I was in high school before we had our own house. My father had found some land on Guess Road in Durham County. And he knew a jackleg builder who was a good, hard-working man when he stayed off the bottle. Times were better, and that's when the Christmas party got started.
My grandmother loved to go to Rose's at Northgate Shopping Center. It was new and Rose's was an anchor store. She and her sister, Pearl, could shop all day. And, when Saturday came, they spent the day visiting up and down the aisles. That's when Big Ma started inviting almost everyone she saw to "Luke Riley's Christmas Party."

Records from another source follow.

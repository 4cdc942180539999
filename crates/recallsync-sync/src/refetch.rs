//! Background refetch worker
//!
//! Drains the cache's refetch queue and revalidates each key against the
//! remote gateway. The store only enqueues keys with live subscribers, so
//! the worker never fetches data nobody is watching.
//!
//! A failed refetch marks the entry `Error` but keeps its last good value
//! (stale-if-error); the next invalidation schedules another attempt.

use std::sync::Arc;

use tokio::sync::mpsc::UnboundedReceiver;
use tracing::{debug, warn};

use recallsync_cache::{CacheStore, FreshnessStatus};
use recallsync_core::config::StudyConfig;
use recallsync_core::domain::{CacheKey, CachedValue};
use recallsync_core::ports::{GatewayResult, RemoteGateway};

/// Revalidates invalidated cache keys against the remote backend
pub struct RefetchWorker {
    store: Arc<CacheStore>,
    gateway: Arc<dyn RemoteGateway>,
    study: StudyConfig,
}

impl RefetchWorker {
    /// Creates a worker over the given store and gateway
    ///
    /// The study config supplies the queue fetch limit and the probe limit
    /// used to derive due counts.
    pub fn new(store: Arc<CacheStore>, gateway: Arc<dyn RemoteGateway>, study: StudyConfig) -> Self {
        Self {
            store,
            gateway,
            study,
        }
    }

    /// Drains the queue until the store drops its sending half
    pub async fn run(self, mut queue: UnboundedReceiver<CacheKey>) {
        while let Some(key) = queue.recv().await {
            self.refetch(&key).await;
        }
        debug!("refetch queue closed, worker stopping");
    }

    /// Revalidates one key
    pub async fn refetch(&self, key: &CacheKey) {
        match self.fetch(key).await {
            Ok(value) => {
                debug!(key = %key, "refetched");
                self.store.set(key, value, FreshnessStatus::Fresh);
            }
            Err(err) => {
                warn!(key = %key, error = %err, "refetch failed");
                self.store.set_error(key, &err.message);
            }
        }
    }

    async fn fetch(&self, key: &CacheKey) -> GatewayResult<CachedValue> {
        match key {
            CacheKey::DecksList => Ok(CachedValue::Decks(self.gateway.list_decks().await?)),
            CacheKey::DeckItem(id) => Ok(CachedValue::Deck(self.gateway.get_deck(*id).await?)),
            CacheKey::CardsList(deck_id) => {
                Ok(CachedValue::Cards(self.gateway.list_cards(*deck_id).await?))
            }
            CacheKey::CardItem(id) => Ok(CachedValue::Card(self.gateway.get_card(*id).await?)),
            CacheKey::StudyNext(deck_id) => Ok(CachedValue::StudyQueue(
                self.gateway
                    .get_next_due(*deck_id, self.study.default_limit)
                    .await?,
            )),
            CacheKey::StudyProgress(card_id) => Ok(CachedValue::Progress(
                self.gateway.get_progress(*card_id).await?,
            )),
            // The backend exposes no count endpoint; probe the due queue
            // with a limit large enough to cover any realistic deck
            CacheKey::StudyDueCount(deck_id) => {
                let items = self
                    .gateway
                    .get_next_due(*deck_id, self.study.due_count_probe_limit)
                    .await?;
                Ok(CachedValue::DueCount(items.len() as u64))
            }
        }
    }
}
/// Replaces the deck with id `target` by the confirmed snapshot, leaving
/// the rest of the list as the user sees it
fn swap_deck(value: CachedValue, target: DeckId, confirmed: &Deck) -> CachedValue {
    match value {
        CachedValue::Decks(decks) => CachedValue::Decks(
            decks
                .into_iter()
                .map(|deck| {
                    if deck.id() == target {
                        confirmed.clone()
                    } else {
                        deck
                    }
                })
                .collect(),
        ),
        other => other,
    }
}

/// Replaces the card with id `target` by the confirmed snapshot
fn swap_card(value: CachedValue, target: CardId, confirmed: &Card) -> CachedValue {
    match value {
        CachedValue::Cards(cards) => CachedValue::Cards(
            cards
                .into_iter()
                .map(|card| {
                    if card.id() == target {
                        confirmed.clone()
                    } else {
                        card
                    }
                })
                .collect(),
        ),
        other => other,
    }
}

There were six of us already. Then, there were Aunt Pearl and Uncle George, who picked up Mother's third-cousin, Helen, and her daughter, Nancy. Uncle Carpenter had a family of five. Aunt Annie Laura and her husband, Aubrey, had each other and a Chihuahua named Tinker. Butch was an only child and came over from Roxboro Road with his wife and two boys to be with Aunt Nellie and Uncle Paul. That doesn't count the loners who knocked on the door and asked for Rena.
The house had two stoops, one bathroom, three small bedrooms, an even smaller kitchen and a combination living room-dining room. At the most, it was about 1,200 square feet. The living room was furnished with a red vinyl fold-out couch, a big Lazy Boy-style chair, a sagging wingback chair, two footstools and a $50 piano.

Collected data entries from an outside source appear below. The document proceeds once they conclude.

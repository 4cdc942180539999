//! Configuration module for recallsync.
//!
//! Provides typed configuration structs that map to the YAML configuration
//! file, with loading, validation, and defaults. Freshness windows default
//! to the values the UI layer was tuned for (20-60 seconds per key family).

use std::path::{Path, PathBuf};
use std::time::Duration;

use serde::{Deserialize, Serialize};

use crate::domain::KeyFamily;

/// Top-level configuration for recallsync.
#[derive(Debug, Clone, Default, Serialize, Deserialize)]
#[serde(default)]
pub struct Config {
    pub api: ApiConfig,
    pub cache: CacheConfig,
    pub study: StudyConfig,
    pub logging: LoggingConfig,
}

/// Backend API settings.
#[derive(Debug, Clone, Serialize, Deserialize)]
#[serde(default)]
pub struct ApiConfig {
    /// Base URL of the backend REST API.
    pub base_url: String,
    /// Bearer token for authenticated requests. `None` until provisioned.
    pub token: Option<String>,
    /// Per-request timeout in seconds.
    pub timeout_secs: u64,
}

/// Cache freshness windows, in seconds, per key family.
#[derive(Debug, Clone, Serialize, Deserialize)]
#[serde(default)]
pub struct CacheConfig {
    pub decks_list_stale_secs: u64,
    pub deck_item_stale_secs: u64,
    pub cards_list_stale_secs: u64,
    pub card_item_stale_secs: u64,
    pub study_next_stale_secs: u64,
    pub study_progress_stale_secs: u64,
    pub due_count_stale_secs: u64,
}

impl CacheConfig {
    /// Returns the freshness window for one key family.
    pub fn stale_after(&self, family: KeyFamily) -> Duration {
        let secs = match family {
            KeyFamily::DecksList => self.decks_list_stale_secs,
            KeyFamily::DeckItems => self.deck_item_stale_secs,
            KeyFamily::CardsLists => self.cards_list_stale_secs,
            KeyFamily::CardItems => self.card_item_stale_secs,
            KeyFamily::StudyNext => self.study_next_stale_secs,
            KeyFamily::StudyProgress => self.study_progress_stale_secs,
            KeyFamily::StudyDueCount => self.due_count_stale_secs,
        };
        Duration::from_secs(secs)
    }
}

/// Study session settings.
#[derive(Debug, Clone, Serialize, Deserialize)]
#[serde(default)]
pub struct StudyConfig {
    /// Default number of due items fetched per session.
    pub default_limit: u32,
    /// Limit used when probing for a deck's due count. The backend has no
    /// count endpoint, so the client fetches up to this many items and
    /// counts them.
    pub due_count_probe_limit: u32,
}

/// Logging / tracing settings.
#[derive(Debug, Clone, Serialize, Deserialize)]
#[serde(default)]
pub struct LoggingConfig {
    /// Log level: `trace`, `debug`, `info`, `warn`, or `error`.
    pub level: String,
}

impl Config {
    /// Load configuration from a YAML file at `path`.
    pub fn load(path: &Path) -> anyhow::Result<Self> {
        let content = std::fs::read_to_string(path)?;
        let config: Config = serde_yaml::from_str(&content)?;
        Ok(config)
    }

    /// Try to load from `path`; fall back to [`Config::default`] on any error.
    pub fn load_or_default(path: &Path) -> Self {
        Self::load(path).unwrap_or_default()
    }

    /// Platform-appropriate default path for the configuration file.
    ///
    /// Typically `$XDG_CONFIG_HOME/recallsync/config.yaml` on Linux.
    pub fn default_path() -> PathBuf {
        dirs::config_dir()
            .unwrap_or_else(|| PathBuf::from("~/.config"))
            .join("recallsync")
            .join("config.yaml")
    }
}

impl Default for ApiConfig {
    fn default() -> Self {
        Self {
            base_url: "http://localhost:4000".to_string(),
            token: None,
            timeout_secs: 30,
        }
    }
}

impl Default for CacheConfig {
    fn default() -> Self {
        Self {
            decks_list_stale_secs: 30,
            deck_item_stale_secs: 60,
            cards_list_stale_secs: 30,
            card_item_stale_secs: 60,
            study_next_stale_secs: 30,
            study_progress_stale_secs: 60,
            due_count_stale_secs: 20,
        }
    }
}

impl Default for StudyConfig {
    fn default() -> Self {
        Self {
            default_limit: 50,
            due_count_probe_limit: 10_000,
        }
    }
}

impl Default for LoggingConfig {
    fn default() -> Self {
        Self {
            level: "info".to_string(),
        }
    }
}

/// A single validation error found in the configuration.
#[derive(Debug, Clone, PartialEq, Eq)]
pub struct ValidationError {
    /// Dotted path to the offending field, e.g. `"api.base_url"`.
    pub field: String,
    /// Human-readable explanation.
    pub message: String,
}

impl std::fmt::Display for ValidationError {
    fn fmt(&self, f: &mut std::fmt::Formatter<'_>) -> std::fmt::Result {
        write!(f, "{}: {}", self.field, self.message)
    }
}

/// Valid values for `logging.level`.
const VALID_LOG_LEVELS: &[&str] = &["trace", "debug", "info", "warn", "error"];

impl Config {
    /// Validate the configuration and return all errors found.
    ///
    /// An empty vector means the configuration is valid.
    pub fn validate(&self) -> Vec<ValidationError> {
        let mut errors = Vec::new();

        // --- api ---
        if self.api.base_url.is_empty() {
            errors.push(ValidationError {
                field: "api.base_url".into(),
                message: "must not be empty".into(),
            });
        } else if !self.api.base_url.starts_with("http://")
            && !self.api.base_url.starts_with("https://")
        {
            errors.push(ValidationError {
                field: "api.base_url".into(),
                message: format!("must be an http(s) URL: {}", self.api.base_url),
            });
        }
        if self.api.timeout_secs == 0 {
            errors.push(ValidationError {
                field: "api.timeout_secs".into(),
                message: "must be greater than 0".into(),
            });
        }

        // --- study ---
        if self.study.default_limit == 0 {
            errors.push(ValidationError {
                field: "study.default_limit".into(),
                message: "must be greater than 0".into(),
            });
        }
        if self.study.due_count_probe_limit < self.study.default_limit {
            errors.push(ValidationError {
                field: "study.due_count_probe_limit".into(),
                message: "must be at least study.default_limit".into(),
            });
        }

        // --- logging ---
        if !VALID_LOG_LEVELS.contains(&self.logging.level.as_str()) {
            errors.push(ValidationError {
                field: "logging.level".into(),
                message: format!(
                    "must be one of {:?}, got {:?}",
                    VALID_LOG_LEVELS, self.logging.level
                ),
            });
        }

        errors
    }
}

There were six chairs around the dining room table, one on each side of the hutch, and four kitchen chairs. A small bench was under the built-in dressing table in the bathroom. They were all put to use.

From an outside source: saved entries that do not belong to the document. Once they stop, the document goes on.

//! Deck endpoint tests

use serde_json::json;
use uuid::Uuid;
use wiremock::matchers::{body_partial_json, header, method, path};
use wiremock::{Mock, ResponseTemplate};

use recallsync_core::domain::{DeckId, DeckTitle};
use recallsync_core::ports::{DeckDraft, DeckPatch, GatewayErrorKind, RemoteGateway};

use crate::common;

#[tokio::test]
async fn test_list_decks() {
    let (server, gateway) = common::setup_gateway().await;
    Mock::given(method("GET"))
        .and(path("/decks"))
        .and(header("authorization", "Bearer test-token"))
        .respond_with(ResponseTemplate::new(200).set_body_json(json!([
            common::deck_body(Uuid::new_v4(), "Spanish", 12),
            common::deck_body(Uuid::new_v4(), "Kanji", 40),
        ])))
        .mount(&server)
        .await;

    let decks = gateway.list_decks().await.unwrap();
    assert_eq!(decks.len(), 2);
    assert_eq!(decks[0].title().as_str(), "Spanish");
    assert_eq!(decks[1].cards_count(), 40);
}

#[tokio::test]
async fn test_create_deck_posts_draft() {
    let (server, gateway) = common::setup_gateway().await;
    let server_id = Uuid::new_v4();
    Mock::given(method("POST"))
        .and(path("/decks"))
        .and(body_partial_json(json!({ "title": "Spanish" })))
        .respond_with(
            ResponseTemplate::new(201).set_body_json(common::deck_body(server_id, "Spanish", 0)),
        )
        .mount(&server)
        .await;

    let draft = DeckDraft {
        title: DeckTitle::new("Spanish".to_string()).unwrap(),
        description: None,
    };
    let deck = gateway.create_deck(&draft).await.unwrap();
    assert_eq!(deck.id(), DeckId::from(server_id));
    assert_eq!(deck.title().as_str(), "Spanish");
}

#[tokio::test]
async fn test_update_deck_puts_patch_to_item_path() {
    let (server, gateway) = common::setup_gateway().await;
    let id = Uuid::new_v4();
    Mock::given(method("PUT"))
        .and(path(format!("/decks/{id}")))
        .and(body_partial_json(json!({ "title": "Renamed" })))
        .respond_with(
            ResponseTemplate::new(200).set_body_json(common::deck_body(id, "Renamed", 3)),
        )
        .mount(&server)
        .await;

    let patch = DeckPatch {
        title: Some(DeckTitle::new("Renamed".to_string()).unwrap()),
        description: None,
    };
    let deck = gateway.update_deck(DeckId::from(id), &patch).await.unwrap();
    assert_eq!(deck.title().as_str(), "Renamed");
}

#[tokio::test]
async fn test_delete_deck() {
    let (server, gateway) = common::setup_gateway().await;
    let id = Uuid::new_v4();
    Mock::given(method("DELETE"))
        .and(path(format!("/decks/{id}")))
        .respond_with(ResponseTemplate::new(204))
        .mount(&server)
        .await;

    gateway.delete_deck(DeckId::from(id)).await.unwrap();
}

#[tokio::test]
async fn test_duplicate_title_maps_to_conflict() {
    let (server, gateway) = common::setup_gateway().await;
    Mock::given(method("POST"))
        .and(path("/decks"))
        .respond_with(
            ResponseTemplate::new(409)
                .set_body_json(common::error_body("DeckTitleTaken", "title already in use")),
        )
        .mount(&server)
        .await;

    let draft = DeckDraft {
        title: DeckTitle::new("Dup".to_string()).unwrap(),
        description: None,
    };
    let err = gateway.create_deck(&draft).await.unwrap_err();
    assert_eq!(err.kind, GatewayErrorKind::ConflictFailure);
    assert_eq!(err.message, "title already in use");
}

#[tokio::test]
async fn test_missing_deck_maps_to_not_found() {
    let (server, gateway) = common::setup_gateway().await;
    let id = Uuid::new_v4();
    Mock::given(method("GET"))
        .and(path(format!("/decks/{id}")))
        .respond_with(
            ResponseTemplate::new(404)
                .set_body_json(common::error_body("DeckNotFound", "no such deck")),
        )
        .mount(&server)
        .await;

    let err = gateway.get_deck(DeckId::from(id)).await.unwrap_err();
    assert_eq!(err.kind, GatewayErrorKind::NotFound);
}

#[tokio::test]
async fn test_unparseable_error_body_falls_back_to_status() {
    let (server, gateway) = common::setup_gateway().await;
    Mock::given(method("GET"))
        .and(path("/decks"))
        .respond_with(ResponseTemplate::new(500).set_body_string("<html>oops</html>"))
        .mount(&server)
        .await;

    let err = gateway.list_decks().await.unwrap_err();
    assert_eq!(err.kind, GatewayErrorKind::Unknown);
}

#[tokio::test]
async fn test_unreachable_server_maps_to_network_failure() {
    // Nothing listens on this port
    let client = recallsync_gateway::ApiClient::with_base_url("http://127.0.0.1:1");
    let gateway = recallsync_gateway::HttpRemoteGateway::new(client);

    let err = gateway.list_decks().await.unwrap_err();
    assert_eq!(err.kind, GatewayErrorKind::NetworkFailure);
}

A braided rug from Sears Roebuck was on the living room floor and another one was under the dining room table.
My mother got out the $5.98 punch bowl (with matching cups) from Woolworth's. She made a punch that was a combination of frozen pink lemonade and ginger ale. Sliced oranges floated on top of a mushy ice form. She made pimento cheese sandwiches (with the crust trimmed off and the bread cut in little triangles). Red-skin peanuts and colored mints were on each end of the table. Carpenter worked for Coca-Cola and always brought a case of Coke and a cooler of ice.
When Daddy added a back porch to the house, he covered the screen with a heavy, clear plastic after Thanksgiving. On Christmas Eve, we'd leave the kitchen door open, and the men would stand on the porch sipping bourbon and Coke or spiked eggnog until it was time to open gifts. Carpenter sat on one of the footstools and handed them out.
Big Ma and Aunt Pearl carried handbags with a lacy, embroidered handkerchief clipped on one end. They were boxed in threes. My aunts loved Pond's dusting powder. It came with a soft, pink powder puff. Daddy and Uncle George used Old Spice shaving lotion. Uncle Paul and Aubrey needed socks. Butch wanted a Zippo cigarette lighter. Carpenter had the Magnum good looks and liked ties.
The children got candy canes off the tree and underwear. Everyone else got a one-pound Claxton fruit cake or box of chocolate-covered cherries.
When we turned out the lights, my mother's gift was still under the tree. On Christmas Day, she smelled of White Shoulder cologne. It was a luxury. But she was beautiful, and my father did everything he did with her happiness in mind.
If you're wondering about Santa Claus, we didn't talk about him much. After all, it seldom snowed in Durham. And, besides, our house didn't have a chimney.